My specific crime is that in a previous post, I meant to say I experienced a “Catharsis” but my ego overcame my ability when I tried to jazz up my phrasing and I said my event was “Cathartic”. Ooops. I thought they were the same thing. Both words sound really similar but they diverge in the specifics, as such...
  Catharsis - From the Greek Katharsis, meaning “Cleansing”
  Cathartic – From the Greek Kathartikos, meaning “Fit for cleansing”, or, “The act of evacuating your bowels”.
Now I feel like my dickweed coworker.

Some of my Ironman compatriots were asking who was doing what event this year. Some said they are doing this event or that event. I get that. You plan and set a goal and work to that goal. I think that is the way to go. Others said they are doing three fulls and five halfs or whatever. I don't get that. What kind of drugs do they ingest? More than one event a year is crazy.  Irrational.  Nuts.

I swim with a group of forty to fifty determined folks in the pool three times a week. We have a coach, we use swim aids like paddles, fins, swim buoys, goggles, swim caps etc. We spend a small fortune working on our swim in the pool, then when the weather warms up and we get in the lake, we all complain about the temperature, the clarity of the water and how our new five hundred dollar wet suit is too tight through the shoulders.

My dog swims pretty well. He spots perfectly, so he swims a straight line, his cadence is steady and he does negative splits. He didn't spend one penny on swim aids, he has never had one lesson, he doesn't complain. He just gets in the water and starts swimming, he doesn't bitch and now I feel inadequate.
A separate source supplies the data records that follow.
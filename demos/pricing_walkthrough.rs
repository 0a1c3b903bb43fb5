use chrono::{Duration, Utc};
use pricing_calculator::*;

#[tokio::main]
async fn main() -> anyhow::Result<()> {
    println!("💼 Pricing walkthrough\n");

    let config = CalculatorConfig::from_env()?;
    let mut state = CalculatorState::new(&config);

    for (id, value) in [("fe1", 2500.0), ("fe9", 300.0), ("fe15", 900.0), ("fe21", 250.0)] {
        state.apply(Command::SetItemValue {
            list: ExpenseList::Fixed,
            id: id.to_string(),
            value,
        })?;
    }
    state.apply(Command::SetItemValue {
        list: ExpenseList::Contingency,
        id: "cc1".to_string(),
        value: 180.0,
    })?;
    state.apply(Command::SetClientReceipts(5200.0))?;

    let report = state.report();
    println!("📋 Costs");
    println!("  Fixed:        ${:>10.2}", report.costs.fixed);
    println!("  Contingency:  ${:>10.2}", report.costs.contingency);
    println!("  Total:        ${:>10.2}", report.costs.total);
    println!("\n🎯 Targets");
    println!("  Ideal billing: ${:>10.2}", report.pricing.ideal_monthly_billing);
    println!("  Reserve:       ${:>10.2}", report.pricing.financial_reserve_value);
    println!("  Profit:        ${:>10.2}", report.pricing.profit_value);
    println!("  Per day:       ${:>10.2}", report.pricing.suggested_price_per_day);
    println!("  Per hour:      ${:>10.2}", report.pricing.suggested_price_per_hour);
    println!("\n📈 Realized");
    println!("  Monthly profit:    ${:>10.2}", report.realized.monthly_profit);
    println!("  Ideal minus real:  ${:>10.2}", report.realized.real_vs_ideal_difference);

    // Save a few days of history and print the reports.
    let service = HistoryService::new(InMemoryStore::new());
    let today = Utc::now();
    for days_ago in [21, 14, 9, 2, 0] {
        let receipts = 4800.0 + days_ago as f64 * 25.0;
        state.apply(Command::SetClientReceipts(receipts))?;
        service.save(&state, today - Duration::days(days_ago)).await?;
    }

    println!("\n🗓️  Weekly");
    for week in service.weekly(config.locale).await? {
        println!(
            "  {:<22} {} record(s)  receipts ${:>10.2}  profit ${:>10.2}",
            week.week_year, week.count, week.receipts, week.profit
        );
    }

    println!("\n🗓️  Monthly");
    for month in service.monthly(config.locale).await? {
        println!(
            "  {:<22} {} record(s)  receipts ${:>10.2}  profit ${:>10.2}",
            month.month_year, month.count, month.receipts, month.profit
        );
    }

    let totals = HistoryTotals::from_records(&service.list().await?);
    println!(
        "\n✅ Average margin across history: {:.2}%",
        totals.average_profit_margin()
    );

    Ok(())
}
pub const EMU_PER_INCH: i64 = 914_400; // drawing sizes in document XML
pub const EMU_PER_PIXEL: i64 = 9_525; // at 96 dpi

/// Converts EMUs to CSS pixels, rounded to two decimals
pub fn emu_to_px(emu: i64) -> f64 {
    (emu as f64 / EMU_PER_PIXEL as f64 * 100.0).round() / 100.0
}

/// `w:sz` values are in half-points
pub fn half_points_to_pt(half_points: u32) -> f32 {
    half_points as f32 / 2.0
}

#[cfg(test)]
mod tests {
    use super::*;

    #[test]
    fn one_inch_is_ninety_six_pixels() {
        assert_eq!(emu_to_px(EMU_PER_INCH), 96.0)
    }

    #[test]
    fn emu_rounds_to_two_decimals() {
        assert_eq!(emu_to_px(3_147_060), 330.4);
        assert_eq!(emu_to_px(2_098_040), 220.27)
    }

    #[test]
    fn half_points() {
        assert_eq!(half_points_to_pt(24), 12.0);
        assert_eq!(half_points_to_pt(21), 10.5)
    }
}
I cant fix my swim technique. It's broken and I am thinking of starting over. My right arm is like 50% effective, which is good. I reach pretty well, I don't cross over, I catch OK, but my elbow drops a bit. If I concentrate on it I can get it to stay up for a while, but when I get tired, it drops.

My left arm is another story. I reach pretty well, but after that, it all falls apart. My catch is a joke, I cross over, my elbow drops and I swing that arm like a pendulum. My dog tried to show me proper technique but what does he know? He thinks he knows everything, but he doesn't.  Golden retrievers are so arrogant.   He doesn't worry about technique, he just swims.  He is the ultimate creature of habit.